Dès 1983, l'Association ACCORD, à titre expérimental et en coopération avec le Ministère de la Justice, a mis en œ les premières médiations pénales entre victimes et personnes délinquantes. Sur la base de ces expériences - et de celles menées dans le même temps à Grenoble, Valence et Paris -, la pratique de la médiation pénale a pu s'élaborer progressivement en France pour être finalement entérinée par la Loi du 4 janvier 1993.
Aujourd'hui, les médiateurs de l'Association ACCORD interviennent toujours principalement dans le cadre de médiations pénales , sur mandat des Parquets des Tribunaux de Grand Instance de Strasbourg et de Saverne.
Dans ce cadre et depuis plusieurs années, un nombre important et toujours grandissant de saisines relève de la matière familiale (dans les cas notamment de non-représentation d'enfant, d'abandon de famille ou de violences conjugales).

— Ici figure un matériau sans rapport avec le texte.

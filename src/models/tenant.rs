//! Tenant models for the Glassix API.

use serde::{Deserialize, Serialize};

/// A ticket tag defined for the workspace.
#[derive(Debug, Clone, PartialEq, Default, Serialize, Deserialize)]
#[serde(rename_all = "camelCase")]
pub struct Tag {
    #[serde(default, alias = "Name")]
    pub name: String,
    /// Display color, e.g. `#ff0000`.
    #[serde(default, alias = "Color")]
    pub color: String,
    #[serde(default, alias = "ParentTags")]
    pub parent_tags: Vec<String>,
    #[serde(default, alias = "IsDeleted")]
    pub is_deleted: bool,
}
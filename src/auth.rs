//! Bearer token caching.
//!
//! `TokenCache` hands out a valid access token per credential identity and
//! makes sure concurrent callers hitting a cold or stale entry trigger a
//! single fetch. Reads go through an `RwLock`; refreshes are serialized by
//! one cache-wide mutex and re-check the map after acquiring it, so every
//! waiter in a refresh wave observes the token fetched by the first one.
//!
//! A cache is shared by every client built from the same `GlassixClient`
//! and can be injected with `GlassixClient::with_token_cache` to share it
//! further.

use std::collections::HashMap;
use std::future::Future;
use std::time::{Duration, Instant};

use tokio::sync::{Mutex, RwLock};

use crate::error::{GlassixError, Result};
use crate::models::TokenResponse;

/// Tokens expiring within this margin are refreshed before use.
pub const REFRESH_MARGIN: Duration = Duration::from_secs(5 * 60);

/// Upper bound on a cached token's lifetime, whatever the server claims.
const MAX_TOKEN_LIFETIME: Duration = Duration::from_secs(365 * 24 * 60 * 60);

/// Cached token with expiration tracking.
#[derive(Clone)]
struct CachedToken {
    access_token: String,
    expires_at: Instant,
}

impl CachedToken {
    fn is_fresh(&self) -> bool {
        self.expires_at > Instant::now() + REFRESH_MARGIN
    }
}

/// Cache of bearer tokens keyed by credential identity.
#[derive(Default)]
pub struct TokenCache {
    tokens: RwLock<HashMap<String, CachedToken>>,
    refresh_lock: Mutex<()>,
}

impl TokenCache {
    /// Creates an empty cache.
    pub fn new() -> Self {
        Self::default()
    }

    /// Returns a valid token for `identity`, calling `fetch` only if the
    /// cached entry is missing or expires within `REFRESH_MARGIN`.
    ///
    /// # Arguments
    ///
    /// * `identity` - Cache key, see `Credentials::token_key`
    /// * `fetch` - Performs the remote token request
    ///
    /// # Errors
    ///
    /// Returns `GlassixError::Authentication` if `fetch` fails or yields an
    /// empty token. Nothing is cached in that case. Dropping the returned
    /// future mid-fetch leaves the cache untouched as well.
    pub async fn get_token<F, Fut>(&self, identity: &str, fetch: F) -> Result<String>
    where
        F: FnOnce() -> Fut,
        Fut: Future<Output = Result<TokenResponse>>,
    {
        if let Some(token) = self.lookup(identity).await {
            return Ok(token);
        }

        let _guard = self.refresh_lock.lock().await;

        // Another waiter may have refreshed while we queued on the lock.
        if let Some(token) = self.lookup(identity).await {
            return Ok(token);
        }

        tracing::debug!("Refreshing Glassix access token");

        let response = fetch().await.map_err(|e| match e {
            GlassixError::Authentication(_) => e,
            other => GlassixError::authentication(other.to_string()),
        })?;

        if response.access_token.trim().is_empty() {
            return Err(GlassixError::authentication(
                "token endpoint returned an empty access token",
            ));
        }

        let lifetime = Duration::from_secs(u64::try_from(response.expires_in).unwrap_or(0))
            .min(MAX_TOKEN_LIFETIME);
        let cached = CachedToken {
            access_token: response.access_token,
            expires_at: Instant::now() + lifetime,
        };
        let token = cached.access_token.clone();
        self.tokens.write().await.insert(identity.to_string(), cached);

        tracing::debug!(expires_in_secs = lifetime.as_secs(), "Access token cached");

        Ok(token)
    }

    /// Drops the cached token for `identity`, forcing a fetch on next use.
    pub async fn invalidate(&self, identity: &str) {
        self.tokens.write().await.remove(identity);
    }

    async fn lookup(&self, identity: &str) -> Option<String> {
        let tokens = self.tokens.read().await;
        tokens
            .get(identity)
            .filter(|t| t.is_fresh())
            .map(|t| t.access_token.clone())
    }
}

impl std::fmt::Debug for TokenCache {
    fn fmt(&self, f: &mut std::fmt::Formatter<'_>) -> std::fmt::Result {
        f.debug_struct("TokenCache").finish_non_exhaustive()
    }
}

#[cfg(test)]
mod tests {
    use super::*;
    use std::sync::atomic::{AtomicUsize, Ordering};
    use std::sync::Arc;
    use tokio_test::{assert_err, assert_ok};

    fn response(token: &str, expires_in: i64) -> TokenResponse {
        TokenResponse {
            access_token: token.to_string(),
            token_type: Some("bearer".to_string()),
            expires_in,
        }
    }

    #[tokio::test]
    async fn test_concurrent_cold_cache_fetches_once() {
        let cache = Arc::new(TokenCache::new());
        let calls = Arc::new(AtomicUsize::new(0));

        let mut handles = Vec::new();
        for _ in 0..20 {
            let cache = cache.clone();
            let calls = calls.clone();
            handles.push(tokio::spawn(async move {
                cache
                    .get_token("acme:key:user", move || async move {
                        let n = calls.fetch_add(1, Ordering::SeqCst) + 1;
                        tokio::time::sleep(Duration::from_millis(50)).await;
                        Ok(response(&format!("tok-{}", n), 3600))
                    })
                    .await
            }));
        }

        let mut tokens = Vec::new();
        for handle in handles {
            tokens.push(handle.await.unwrap().unwrap());
        }

        assert_eq!(calls.load(Ordering::SeqCst), 1);
        assert!(tokens.iter().all(|t| t == "tok-1"));
    }

    #[tokio::test]
    async fn test_fresh_token_is_reused() {
        let cache = TokenCache::new();
        let counter = AtomicUsize::new(0);
        let calls = &counter;
        let fetch = move || async move {
            calls.fetch_add(1, Ordering::SeqCst);
            Ok(response("long-lived", 3600))
        };

        assert_eq!(assert_ok!(cache.get_token("id", fetch).await), "long-lived");
        assert_eq!(assert_ok!(cache.get_token("id", fetch).await), "long-lived");
        assert_eq!(calls.load(Ordering::SeqCst), 1);
    }

    #[tokio::test]
    async fn test_token_expiring_within_margin_is_refreshed() {
        let cache = TokenCache::new();
        let counter = AtomicUsize::new(0);
        let calls = &counter;
        let fetch = move || async move {
            let n = calls.fetch_add(1, Ordering::SeqCst) + 1;
            // Four minutes: inside the refresh margin.
            Ok(response(&format!("short-{}", n), 240))
        };

        assert_eq!(assert_ok!(cache.get_token("id", fetch).await), "short-1");
        assert_eq!(assert_ok!(cache.get_token("id", fetch).await), "short-2");
        assert_eq!(calls.load(Ordering::SeqCst), 2);
    }

    #[tokio::test]
    async fn test_huge_expiry_is_capped() {
        let cache = TokenCache::new();
        let counter = AtomicUsize::new(0);
        let calls = &counter;
        let fetch = move || async move {
            calls.fetch_add(1, Ordering::SeqCst);
            Ok(response("forever", i64::MAX))
        };

        assert_eq!(assert_ok!(cache.get_token("id", fetch).await), "forever");
        assert_eq!(assert_ok!(cache.get_token("id", fetch).await), "forever");
        assert_eq!(calls.load(Ordering::SeqCst), 1);
    }

    #[tokio::test]
    async fn test_negative_expiry_is_refreshed() {
        let cache = TokenCache::new();
        let counter = AtomicUsize::new(0);
        let calls = &counter;
        let fetch = move || async move {
            calls.fetch_add(1, Ordering::SeqCst);
            Ok(response("stale", -1))
        };

        assert_ok!(cache.get_token("id", fetch).await);
        assert_ok!(cache.get_token("id", fetch).await);
        assert_eq!(calls.load(Ordering::SeqCst), 2);
    }

    #[tokio::test]
    async fn test_identities_are_cached_separately() {
        let cache = TokenCache::new();
        let a = cache.get_token("a", || async { Ok(response("tok-a", 3600)) }).await;
        let b = cache.get_token("b", || async { Ok(response("tok-b", 3600)) }).await;
        assert_eq!(assert_ok!(a), "tok-a");
        assert_eq!(assert_ok!(b), "tok-b");
    }

    #[tokio::test]
    async fn test_failed_fetch_is_not_cached() {
        let cache = TokenCache::new();
        let failed = cache
            .get_token("id", || async {
                Err(GlassixError::Api {
                    status: 401,
                    message: "bad secret".to_string(),
                })
            })
            .await;
        let err = assert_err!(failed);
        assert!(matches!(err, GlassixError::Authentication(ref m) if m.contains("bad secret")));

        let ok = cache.get_token("id", || async { Ok(response("recovered", 3600)) }).await;
        assert_eq!(assert_ok!(ok), "recovered");
    }

    #[tokio::test]
    async fn test_empty_token_is_an_error() {
        let cache = TokenCache::new();
        let result = cache.get_token("id", || async { Ok(response("  ", 3600)) }).await;
        let err = assert_err!(result);
        assert!(matches!(err, GlassixError::Authentication(_)));

        let ok = cache.get_token("id", || async { Ok(response("real", 3600)) }).await;
        assert_eq!(assert_ok!(ok), "real");
    }

    #[tokio::test]
    async fn test_cancelled_fetch_leaves_cache_empty() {
        let cache = TokenCache::new();
        let cancelled = tokio::time::timeout(
            Duration::from_millis(20),
            cache.get_token("id", || std::future::pending::<Result<TokenResponse>>()),
        )
        .await;
        assert!(cancelled.is_err());

        // The refresh lock was released and no entry was written.
        let counter = AtomicUsize::new(0);
        let calls = &counter;
        let token = cache
            .get_token("id", move || async move {
                calls.fetch_add(1, Ordering::SeqCst);
                Ok(response("after-cancel", 3600))
            })
            .await;
        assert_eq!(assert_ok!(token), "after-cancel");
        assert_eq!(calls.load(Ordering::SeqCst), 1);
    }

    #[tokio::test]
    async fn test_invalidate_forces_refetch() {
        let cache = TokenCache::new();
        let counter = AtomicUsize::new(0);
        let calls = &counter;
        let fetch = move || async move {
            calls.fetch_add(1, Ordering::SeqCst);
            Ok(response("tok", 3600))
        };
        assert_ok!(cache.get_token("id", fetch).await);
        cache.invalidate("id").await;
        assert_ok!(cache.get_token("id", fetch).await);
        assert_eq!(calls.load(Ordering::SeqCst), 2);
    }
}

La complexité et la difficulté de ces médiations pénales familiales ont conduit le Service de Médiation à orienter sa formation, ses supervisions et ses groupes de méthode sur les thématiques familiales. C'est par ailleurs sur le constat que la grande majorité de ces litiges auraient pu être évitées par une action préventive que l'Association ACCORD a étendu son activité au domaine de la médiation familiale.